The Fox Cabaret & Wine (not beer) Is AnconiteWednesday, February 25, 2015
|Fox Cabaret - Feb 25 2015|
I have a confession to make. When I arrived in Vancouver in 1975 determined to make my career in photography I resolved there were four things I was never going to do:
Within years I had done two and tried a third. I was assigned by Vancouver Magazine to photograph the wedding of poet Susan Musgrave to bank robber Stephen Reid at a maximum security prison at Kent. I also photographed D.O.A. Joey Shithead’s wedding since I was unable to refuse. I photographed both my granddaughters from a very early age. I never did a Bar Mitzvah.
I attempted to shoot pornography but failed. My definition for pornography is that it is something done in bad taste. All my pursuits in shooting it were thwarted by a built-in good taste mechanism.
|The countertenor & the tenor|
Tonight’s concert The English Orpheus a co-production between Early Music Vancouver and Music on Main at the Fox Cabaret (a former rather infamous porn theatre) was all in good taste in spades. Spades might here be better represented by hearts as the colour scheme of the re-born Fox Cabaret is a lurid red and the program with the two warm hearted performers, Charles Daniels, tenor, and Alexander Weimann on harpsichord and piano was straight from the heart.

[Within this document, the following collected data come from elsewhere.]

//! `invoke_agent` tool: hands a prompt to a registered sub-agent.

use std::sync::Arc;

use async_trait::async_trait;
use serde_json::{json, Value};

use crate::agents::AgentRouter;
use crate::error::Result;

use super::types::required_str;
use super::{Tool, ToolContext};

/// Tool that routes a prompt to a named agent through [`AgentRouter`].
///
/// Router failures are rendered as `Error (<kind>): <message>` text, so the
/// tool itself only fails on malformed arguments.
pub struct InvokeAgentTool {
    router: Arc<AgentRouter>,
    description: String,
}

impl InvokeAgentTool {
    pub fn new(router: Arc<AgentRouter>) -> Self {
        let description = describe_agents(&router);
        Self {
            router,
            description,
        }
    }
}

fn describe_agents(router: &AgentRouter) -> String {
    let mut description = String::from(
        "Invoke a specialised agent with a prompt and return its answer. Available agents:",
    );
    if router.registry().is_empty() {
        description.push_str(" none");
    }
    for target in router.registry().iter() {
        match &target.description {
            Some(about) => description.push_str(&format!("\n- {}: {}", target.name, about)),
            None => description.push_str(&format!("\n- {}", target.name)),
        }
    }
    description
}

#[async_trait]
impl Tool for InvokeAgentTool {
    fn name(&self) -> &str {
        "invoke_agent"
    }

    fn description(&self) -> &str {
        &self.description
    }

    fn parameters(&self) -> Value {
        json!({
            "type": "object",
            "properties": {
                "agent_name": {
                    "type": "string",
                    "enum": self.router.registry().names(),
                    "description": "Name of the agent to invoke"
                },
                "prompt": {
                    "type": "string",
                    "description": "The prompt to send to the agent"
                }
            },
            "required": ["agent_name", "prompt"]
        })
    }

    async fn execute(&self, args: Value, _ctx: &ToolContext) -> Result<String> {
        let agent_name = required_str(&args, "agent_name")?;
        let prompt = required_str(&args, "prompt")?;
        Ok(self.router.invoke(agent_name, prompt).await.to_string())
    }
}

#[cfg(test)]
mod tests {
    use super::*;
    use crate::agents::{AgentRegistry, AgentTarget, AgentTransport, InvocationRequest};
    use crate::error::SwitchboardError;
    use crate::normalize::RawResponse;

    struct EchoTransport;

    #[async_trait]
    impl AgentTransport for EchoTransport {
        async fn invoke(
            &self,
            target: &AgentTarget,
            request: &InvocationRequest,
        ) -> Result<RawResponse> {
            if target.name == "broken" {
                return Err(SwitchboardError::RemoteInvocation("503 Service Unavailable".into()));
            }
            Ok(RawResponse::json(&json!({
                "result": {"content": [{"text": format!("{} says {}", target.name, request.prompt)}]}
            })))
        }
    }

    fn tool() -> InvokeAgentTool {
        let registry = AgentRegistry::new(vec![
            AgentTarget::new("calculator", "calc-endpoint").with_description("Does arithmetic"),
            AgentTarget::new("broken", "broken-endpoint"),
        ]);
        InvokeAgentTool::new(Arc::new(AgentRouter::new(registry, Arc::new(EchoTransport))))
    }

    #[test]
    fn test_description_lists_agents() {
        let tool = tool();
        assert!(tool.description().contains("- calculator: Does arithmetic"));
        assert!(tool.description().contains("- broken"));
        let params = tool.parameters();
        assert_eq!(params["required"], json!(["agent_name", "prompt"]));
        assert_eq!(params["properties"]["agent_name"]["enum"].as_array().unwrap().len(), 2);
    }

    #[tokio::test]
    async fn test_invokes_agent() {
        let out = tool()
            .execute(
                json!({"agent_name": "calculator", "prompt": "15*23"}),
                &ToolContext::new(),
            )
            .await
            .unwrap();
        assert_eq!(out, "calculator says 15*23");
    }

    #[tokio::test]
    async fn test_errors_are_text() {
        let tool = tool();
        let out = tool
            .execute(json!({"agent_name": "weather", "prompt": "hi"}), &ToolContext::new())
            .await
            .unwrap();
        assert!(out.starts_with("Error (UnknownAgent): "));

        let out = tool
            .execute(json!({"agent_name": "broken", "prompt": "hi"}), &ToolContext::new())
            .await
            .unwrap();
        assert!(out.starts_with("Error (RemoteInvocationError): "));
        assert!(out.contains("503"));
    }

    #[tokio::test]
    async fn test_missing_prompt() {
        let err = tool()
            .execute(json!({"agent_name": "calculator"}), &ToolContext::new())
            .await
            .unwrap_err();
        assert!(err.to_string().contains("prompt"));
    }
}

The concert was packed and this is probably due to the savvy of two men. One is EMV Artistic Director Matthew White who has brought the modern use of up-to-date techniques in promotion and social media to an organization that was honed by his predecessor José Verstappen. As a former countertenor (in hiatus?), White has the connections (world-wide) with the best baroque performers around. To have brought the English tenor Charles Daniels for this intimate concert borders on the unbelievable.
|The German & the Englishman|
The other man is the dogged (but pleasant with an ever present smile) David Pay who has an eclectic interest in music that can never be pinned down to this or that. He started sometime around September 2006 (note my portrait of him) with the idea of featuring concerts and other arts at the Vancouver Heritage Hall on 3102 Main Street. Pay’s Music on Main branched out into smaller venues like the now closed (alas!) Jazz Cellar where he once featured Alexander Weimann playing jazz on a harpsichord.
|David Pay at Heritage Hall, Sept 2006|
Tonight’s program featured Charles Daniels singing works of Purcell, and for me many surprisingly wonderful unknowns like William and Henry Lawes, Christopher Jenkins, John Blow and the strangely named Senior Baptist. He was accompanied by Pacific Baroque Orchestra Musical Director, Alexander Weimann on the harpsichord. It was a perfect combination of like minds. You might wonder how that could be as Weimann is German (in that precise way we all pigeonhole Germans) and the other, Daniels a most English man.
If you consider that Queen Victoria amply made sure that her royalty descendants would all be English or German (and Russian), then this outwardly odd paring makes sense.
Charles Daniels is a tenor that this amateur blogger recognizes as having a special talent in diction (you can almost understand his German when he sings in it) but best of all if you are not drawn to reading the lyrics on the program and your are close enough to see him (as I was tonight) you will notice how his face acts the part, the words, the emotions.
The first half of the program featured songs on the themes of sleep, dreams, death, love and a bit of women, wine and song.
The second half (can we thank David Pay for this?) featured Weimann on the piano (I can almost assert my suspicion that he is unable to play the accordion) and works by more modern (except for one piece by Purcell) composers I never heard of, Ivor Gurney and Frank Bridge. There were a couple of compositions by Daniels himself. But the best part were poems (Winter Words) by Thomas Hardy set to music by Benjamin Britten.
The music was superb and the poems so evocatively sung by Daniels made me resolve to go to my Vancouver Public Library to get more Hardy.
If you note the b+w strip of pictures I would suggest that the presence of the Fotoautomaton at the Fox should be an ancillary reason for attending concerts there. With the simple tap of your Visa ($2.24) you sit, have your picture taken (4 exposures) and five minutes later you have an exceptional, of doubtful but analog quality, souvenir unlike anything in this digital age.